Problem description: Reproduce the entries below exactly, but only from the line containing "if status.is_server_error() ||" to the line containing "let error_body = response.text().await.unwrap_or_default();", inclusive.

(Extracted records)
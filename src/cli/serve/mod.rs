//! Serve command - runs the cache HTTP API

use std::net::SocketAddr;

use axum::Router;
use tokio::net::TcpListener;
use tokio::signal;
use tracing::{error, info};

use crate::api::router::create_router;
use crate::api::state::AppState;
use crate::config::AppConfig;
use crate::infrastructure::logging::init_logging;
use crate::infrastructure::observability::{
    create_metrics_router, init_metrics, PrometheusMetrics,
};

/// Run the server until SIGINT/SIGTERM, then write the shutdown snapshot
pub async fn run(config: AppConfig) -> anyhow::Result<()> {
    init_logging(&config.logging);
    let metrics = init_metrics(&config.metrics);

    let state = crate::create_app_state(&config).await?;
    let refresh = state.refresh.clone();
    let app = create_app_router(state, metrics, &config.metrics.path);

    let addr = build_socket_addr(&config)?;
    info!("Starting semantic cache on {}", addr);

    let listener = TcpListener::bind(addr).await?;

    axum::serve(listener, app)
        .with_graceful_shutdown(shutdown_signal())
        .await?;

    match refresh.shutdown().await {
        Ok(Some(records)) => info!(records, "Shutdown snapshot complete"),
        Ok(None) => {}
        Err(e) => {
            error!(error = %e, "Shutdown snapshot failed");
            return Err(e.into());
        }
    }

    info!("Server shutdown complete");
    Ok(())
}

async fn shutdown_signal() {
    let ctrl_c = async {
        if let Err(e) = signal::ctrl_c().await {
            error!(error = %e, "Failed to install Ctrl+C handler");
            std::future::pending::<()>().await;
        }
    };

    #[cfg(unix)]
    let terminate = async {
        match signal::unix::signal(signal::unix::SignalKind::terminate()) {
            Ok(mut sigterm) => {
                sigterm.recv().await;
            }
            Err(e) => {
                error!(error = %e, "Failed to install SIGTERM handler");
                std::future::pending::<()>().await;
            }
        }
    };

    #[cfg(not(unix))]
    let terminate = std::future::pending::<()>();

    tokio::select! {
        _ = ctrl_c => {
            info!("Received Ctrl+C, initiating graceful shutdown");
        }
        _ = terminate => {
            info!("Received SIGTERM, initiating graceful shutdown");
        }
    }
}

fn build_socket_addr(config: &AppConfig) -> anyhow::Result<SocketAddr> {
    Ok(SocketAddr::from((
        config.server.host.parse::<std::net::IpAddr>()?,
        config.server.port,
    )))
}

/// API router plus the metrics endpoint when enabled
fn create_app_router(
    state: AppState,
    metrics: Option<PrometheusMetrics>,
    metrics_path: &str,
) -> Router {
    let router = create_router(state);

    match metrics {
        Some(m) => router.merge(create_metrics_router(m, metrics_path)),
        None => router,
    }
}

#[cfg(test)]
mod tests {
    use super::*;

    #[test]
    fn test_build_socket_addr() {
        let mut config = AppConfig::default();
        config.server.host = "127.0.0.1".to_string();
        config.server.port = 9000;

        let addr = build_socket_addr(&config).unwrap();
        assert_eq!(addr.to_string(), "127.0.0.1:9000");
    }

    #[test]
    fn test_build_socket_addr_rejects_hostnames() {
        let mut config = AppConfig::default();
        config.server.host = "localhost".to_string();

        assert!(build_socket_addr(&config).is_err());
    }
}
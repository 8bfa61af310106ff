//! Prometheus metrics infrastructure

use std::sync::Arc;
use std::time::Duration;

use axum::{extract::State, response::IntoResponse, routing::get, Router};
use metrics::{counter, gauge, histogram};
use metrics_exporter_prometheus::{Matcher, PrometheusBuilder, PrometheusHandle};

use super::config::MetricsConfig;
use crate::domain::Verdict;

const LOOKUP_DURATION: &str = "semantic_cache_lookup_duration_seconds";

/// Handle to the installed recorder, rendered by the scrape endpoint
#[derive(Clone)]
pub struct PrometheusMetrics {
    handle: Arc<PrometheusHandle>,
}

impl PrometheusMetrics {
    pub fn render(&self) -> String {
        self.handle.render()
    }
}

/// Install the global Prometheus recorder
///
/// Returns `None` when metrics are disabled or a recorder is already
/// installed; the cache keeps working either way.
pub fn init_metrics(config: &MetricsConfig) -> Option<PrometheusMetrics> {
    if !config.enabled {
        tracing::info!("Prometheus metrics disabled");
        return None;
    }

    let installed = PrometheusBuilder::new()
        .set_buckets_for_metric(
            Matcher::Full(LOOKUP_DURATION.to_string()),
            &config.lookup_buckets,
        )
        .and_then(|builder| builder.install_recorder());

    match installed {
        Ok(handle) => {
            gauge!("semantic_cache_info", "version" => env!("CARGO_PKG_VERSION")).set(1.0);
            tracing::info!(path = %config.path, "Prometheus metrics initialized");

            Some(PrometheusMetrics {
                handle: Arc::new(handle),
            })
        }
        Err(e) => {
            tracing::error!(error = %e, "Failed to initialize Prometheus metrics");
            None
        }
    }
}

/// Router serving the scrape endpoint at `path`
pub fn create_metrics_router(metrics: PrometheusMetrics, path: &str) -> Router {
    Router::new()
        .route(path, get(metrics_handler))
        .with_state(metrics)
}

async fn metrics_handler(State(metrics): State<PrometheusMetrics>) -> impl IntoResponse {
    metrics.render()
}

/// Record a completed cache lookup
pub fn record_lookup(verdict: Verdict, duration: Duration) {
    counter!("semantic_cache_lookups_total", "verdict" => verdict.as_str()).increment(1);
    histogram!(LOOKUP_DURATION).record(duration.as_secs_f64());
}

/// Record one call to an embedding backend
pub fn record_embedding_request(provider: &str, success: bool) {
    let labels = [
        ("provider", provider.to_string()),
        ("status", if success { "success" } else { "error" }.to_string()),
    ];

    counter!("embedding_requests_total", &labels).increment(1);
}

/// Record a refresh attempt
pub fn record_refresh(success: bool) {
    let status = if success { "success" } else { "error" };
    counter!("semantic_cache_refreshes_total", "status" => status).increment(1);
}

/// Publish the current number of stored records
pub fn set_record_count(records: usize) {
    gauge!("semantic_cache_records").set(records as f64);
}
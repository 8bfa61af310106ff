use async_trait::async_trait;
use reqwest::StatusCode;
use std::time::Duration;

use crate::domain::DomainError;

/// Trait for HTTP client operations (for mocking)
#[async_trait]
pub trait HttpClientTrait: Send + Sync + std::fmt::Debug {
    async fn post_json(
        &self,
        url: &str,
        headers: Vec<(&str, &str)>,
        body: &serde_json::Value,
    ) -> Result<serde_json::Value, DomainError>;
}

/// Map a non-success status to the error taxonomy
///
/// Server-side failures and throttling mean the backend is unavailable right
/// now; any other client error means the request itself was rejected.
pub fn status_error(status: StatusCode, body: &str) -> DomainError {
    let message = format!("HTTP {}: {}", status, body);

    if status.is_server_error() || status == StatusCode::TOO_MANY_REQUESTS {
        DomainError::provider_unavailable("http", message)
    } else {
        DomainError::invalid_input(message)
    }
}

/// Attribute an HTTP-level failure to the named provider
pub fn attribute(error: DomainError, provider: &str) -> DomainError {
    match error {
        DomainError::ProviderUnavailable { message, .. } => {
            DomainError::provider_unavailable(provider, message)
        }
        other => other,
    }
}

/// Real HTTP client using reqwest
#[derive(Debug, Clone)]
pub struct HttpClient {
    client: reqwest::Client,
}

impl HttpClient {
    pub fn new() -> Self {
        Self {
            client: reqwest::Client::new(),
        }
    }

    pub fn with_timeout(timeout: Duration) -> Result<Self, DomainError> {
        let client = reqwest::Client::builder()
            .timeout(timeout)
            .build()
            .map_err(|e| DomainError::configuration(format!("Failed to build HTTP client: {}", e)))?;

        Ok(Self { client })
    }
}

impl Default for HttpClient {
    fn default() -> Self {
        Self::new()
    }
}

#[async_trait]
impl HttpClientTrait for HttpClient {
    async fn post_json(
        &self,
        url: &str,
        headers: Vec<(&str, &str)>,
        body: &serde_json::Value,
    ) -> Result<serde_json::Value, DomainError> {
        let mut request = self.client.post(url);

        for (key, value) in headers {
            request = request.header(key, value);
        }

        // Connect failures and client-side timeouts both land here
        let response = request.json(body).send().await.map_err(|e| {
            DomainError::provider_unavailable("http", format!("Request failed: {}", e))
        })?;

        if !response.status().is_success() {
            let status = response.status();
            let error_body = response.text().await.unwrap_or_default();
            return Err(status_error(status, &error_body));
        }

        response.json().await.map_err(|e| {
            DomainError::provider_unavailable("http", format!("Failed to parse response: {}", e))
        })
    }
}

#[cfg(test)]
pub mod mock {
    use super::*;
    use std::collections::HashMap;
    use std::sync::RwLock;

    #[derive(Debug, Clone)]
    enum Scripted {
        Response(serde_json::Value),
        Status(u16, String),
        Unreachable(String),
    }

    /// Scripted HTTP client keyed by URL
    #[derive(Debug, Default)]
    pub struct MockHttpClient {
        scripts: RwLock<HashMap<String, Scripted>>,
        requests: RwLock<Vec<(String, serde_json::Value)>>,
    }

    impl MockHttpClient {
        pub fn new() -> Self {
            Self::default()
        }

        fn script(self, url: impl Into<String>, scripted: Scripted) -> Self {
            self.scripts.write().unwrap().insert(url.into(), scripted);
            self
        }

        pub fn with_response(self, url: impl Into<String>, response: serde_json::Value) -> Self {
            self.script(url, Scripted::Response(response))
        }

        pub fn with_status(self, url: impl Into<String>, status: u16, body: impl Into<String>) -> Self {
            self.script(url, Scripted::Status(status, body.into()))
        }

        /// Simulate a connection failure
        pub fn with_error(self, url: impl Into<String>, error: impl Into<String>) -> Self {
            self.script(url, Scripted::Unreachable(error.into()))
        }

        /// Bodies posted so far, in order
        pub fn requests(&self) -> Vec<(String, serde_json::Value)> {
            self.requests.read().unwrap().clone()
        }
    }

    #[async_trait]
    impl HttpClientTrait for MockHttpClient {
        async fn post_json(
            &self,
            url: &str,
            _headers: Vec<(&str, &str)>,
            body: &serde_json::Value,
        ) -> Result<serde_json::Value, DomainError> {
            self.requests
                .write()
                .unwrap()
                .push((url.to_string(), body.clone()));

            let scripted = self.scripts.read().unwrap().get(url).cloned();

            match scripted {
                Some(Scripted::Response(value)) => Ok(value),
                Some(Scripted::Status(code, body)) => {
                    let status = StatusCode::from_u16(code).unwrap();
                    Err(status_error(status, &body))
                }
                Some(Scripted::Unreachable(error)) => {
                    Err(DomainError::provider_unavailable("http", error))
                }
                None => Err(DomainError::provider_unavailable(
                    "http",
                    format!("No mock response for {}", url),
                )),
            }
        }
    }
}
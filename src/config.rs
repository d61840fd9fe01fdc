// Service configuration
// Loaded from an optional TOML file, then overridden by ROOM_RESERVATIONS__* environment
// variables, e.g. ROOM_RESERVATIONS__DATABASE__URL or ROOM_RESERVATIONS__LOGGER__LEVEL.

use std::path::Path;

use anyhow::Context;
use config::{Config, Environment, File};
use serde::Deserialize;

use crate::{
    booking::BookingConfig, notify::NotificationConfig, room_client::CatalogClientConfig,
    store::DatabaseConfig,
};

pub const ENV_PREFIX: &str = "ROOM_RESERVATIONS";

#[derive(Clone, Debug, Default, Deserialize)]
#[serde(default)]
pub struct ServiceConfig {
    pub database: DatabaseConfig,
    pub catalog: CatalogClientConfig,
    pub booking: BookingConfig,
    pub notifications: NotificationConfig,
    pub logger: LoggerConfig,
}

impl ServiceConfig {
    pub fn load(path: Option<&Path>) -> anyhow::Result<Self> {
        let mut builder = Config::builder();
        if let Some(path) = path {
            builder = builder.add_source(File::from(path).required(true));
        }

        builder
            .add_source(Environment::with_prefix(ENV_PREFIX).separator("__"))
            .build()
            .context("failed to read service configuration")?
            .try_deserialize::<ServiceConfig>()
            .context("invalid service configuration")
    }
}

#[derive(Clone, Debug, Default, Deserialize)]
#[serde(default)]
pub struct LoggerConfig {
    pub level: Level,
}

#[derive(Clone, Copy, Debug, Default, PartialEq, Eq, Deserialize)]
#[serde(rename_all = "lowercase")]
pub enum Level {
    Trace,
    Debug,
    #[default]
    Info,
    Warn,
    Error,
}

impl From<&Level> for tracing::Level {
    fn from(value: &Level) -> Self {
        match value {
            Level::Trace => tracing::Level::TRACE,
            Level::Debug => tracing::Level::DEBUG,
            Level::Info => tracing::Level::INFO,
            Level::Warn => tracing::Level::WARN,
            Level::Error => tracing::Level::ERROR,
        }
    }
}

/// Installs the global fmt subscriber. Returns false if one was already installed.
pub fn init_logging(config: &LoggerConfig) -> bool {
    tracing_subscriber::fmt()
        .with_max_level(tracing::Level::from(&config.level))
        .try_init()
        .is_ok()
}

#[cfg(test)]
mod tests {
    use super::*;
    use crate::notify::SinkConfig;

    #[test]
    fn test_defaults() {
        let config = ServiceConfig::default();
        assert_eq!(config.booking.catalog_deadline_ms, 5000);
        assert_eq!(config.catalog.retry.max_retries, 0);
        assert!(config.catalog.replicas.is_empty());
        assert_eq!(config.logger.level, Level::Info);
    }

    #[test]
    fn test_load_from_file() {
        let path = std::env::temp_dir().join(format!(
            "room_reservations_config_{}.toml",
            std::process::id()
        ));
        std::fs::write(
            &path,
            r#"
[database]
url = "postgres://db.internal/reservations"
max_connections = 20

[[catalog.replicas]]
name = "catalog-a"
url = "http://catalog-a:8080"

[[catalog.replicas]]
name = "catalog-b"
url = "http://catalog-b:8080"

[catalog.retry]
max_retries = 2

[booking]
catalog_deadline_ms = 2000

[notifications]
queue_capacity = 64

[notifications.sink]
kind = "sendgrid"
api_key = "secret"
from_email = "bookings@example.com"
from_name = "Bookings"
to_email = "frontdesk@example.com"
to_name = "Front desk"

[logger]
level = "debug"
"#,
        )
        .unwrap();

        let config = ServiceConfig::load(Some(&path)).unwrap();
        std::fs::remove_file(&path).unwrap();

        assert_eq!(config.database.url, "postgres://db.internal/reservations");
        assert_eq!(config.database.max_connections, 20);
        assert_eq!(config.catalog.replicas.len(), 2);
        assert_eq!(config.catalog.replicas[1].name, "catalog-b");
        assert_eq!(config.catalog.retry.max_retries, 2);
        // untouched fields keep their defaults
        assert_eq!(config.catalog.retry.initial_backoff_ms, 50);
        assert_eq!(config.booking.catalog_deadline_ms, 2000);
        assert_eq!(config.notifications.queue_capacity, 64);
        assert!(matches!(config.notifications.sink, SinkConfig::Sendgrid(_)));
        assert_eq!(config.logger.level, Level::Debug);
    }

    #[test]
    fn test_missing_file_is_an_error() {
        let missing = Path::new("/nonexistent/room_reservations.toml");
        assert!(ServiceConfig::load(Some(missing)).is_err());
    }

    #[test]
    fn test_level_mapping() {
        assert_eq!(tracing::Level::from(&Level::Warn), tracing::Level::WARN);
        assert_eq!(tracing::Level::from(&Level::Trace), tracing::Level::TRACE);
    }

    #[test]
    fn test_init_logging_twice() {
        init_logging(&LoggerConfig::default());
        assert!(!init_logging(&LoggerConfig::default()));
    }
}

Exercise output:
    if status.is_server_error() || status == StatusCode::TOO_MANY_REQUESTS {
        DomainError::provider_unavailable("http", message)
    } else {
        DomainError::invalid_input(message)
    }
}

/// Attribute an HTTP-level failure to the named provider
pub fn attribute(error: DomainError, provider: &str) -> DomainError {
    match error {
        DomainError::ProviderUnavailable { message, .. } => {
            DomainError::provider_unavailable(provider, message)
        }
        other => other,
    }
}

/// Real HTTP client using reqwest
#[derive(Debug, Clone)]
pub struct HttpClient {
    client: reqwest::Client,
}

impl HttpClient {
    pub fn new() -> Self {
        Self {
            client: reqwest::Client::new(),
        }
    }

    pub fn with_timeout(timeout: Duration) -> Result<Self, DomainError> {
        let client = reqwest::Client::builder()
            .timeout(timeout)
            .build()
            .map_err(|e| DomainError::configuration(format!("Failed to build HTTP client: {}", e)))?;

        Ok(Self { client })
    }
}

impl Default for HttpClient {
    fn default() -> Self {
        Self::new()
    }
}

#[async_trait]
impl HttpClientTrait for HttpClient {
    async fn post_json(
        &self,
        url: &str,
        headers: Vec<(&str, &str)>,
        body: &serde_json::Value,
    ) -> Result<serde_json::Value, DomainError> {
        let mut request = self.client.post(url);

        for (key, value) in headers {
            request = request.header(key, value);
        }

        // Connect failures and client-side timeouts both land here
        let response = request.json(body).send().await.map_err(|e| {
            DomainError::provider_unavailable("http", format!("Request failed: {}", e))
        })?;

        if !response.status().is_success() {
            let status = response.status();
            let error_body = response.text().await.unwrap_or_default();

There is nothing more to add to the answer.